#### REQUIREMENT
Scan the data. Collect each line that contains the word "backend".

#### RECORDS
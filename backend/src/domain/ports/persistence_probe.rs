//! Port used by readiness checks to confirm the backing store answers.

use async_trait::async_trait;

use super::define_port_error;

define_port_error! {
    /// Failure reported by a readiness probe.
    pub enum ProbeError {
        /// The store did not answer the probe.
        Unavailable { message: String } => "persistence unavailable: {message}",
    }
}

/// Cheap round-trip to the persistence backend.
#[cfg_attr(test, mockall::automock)]
#[async_trait]
pub trait PersistenceProbe: Send + Sync {
    /// Succeed when the store is reachable.
    async fn ping(&self) -> Result<(), ProbeError>;
}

#### EXERCISE RESPONSE
filename backend/src/domain/ports/persistence_probe.rs
/// Cheap round-trip to the persistence backend.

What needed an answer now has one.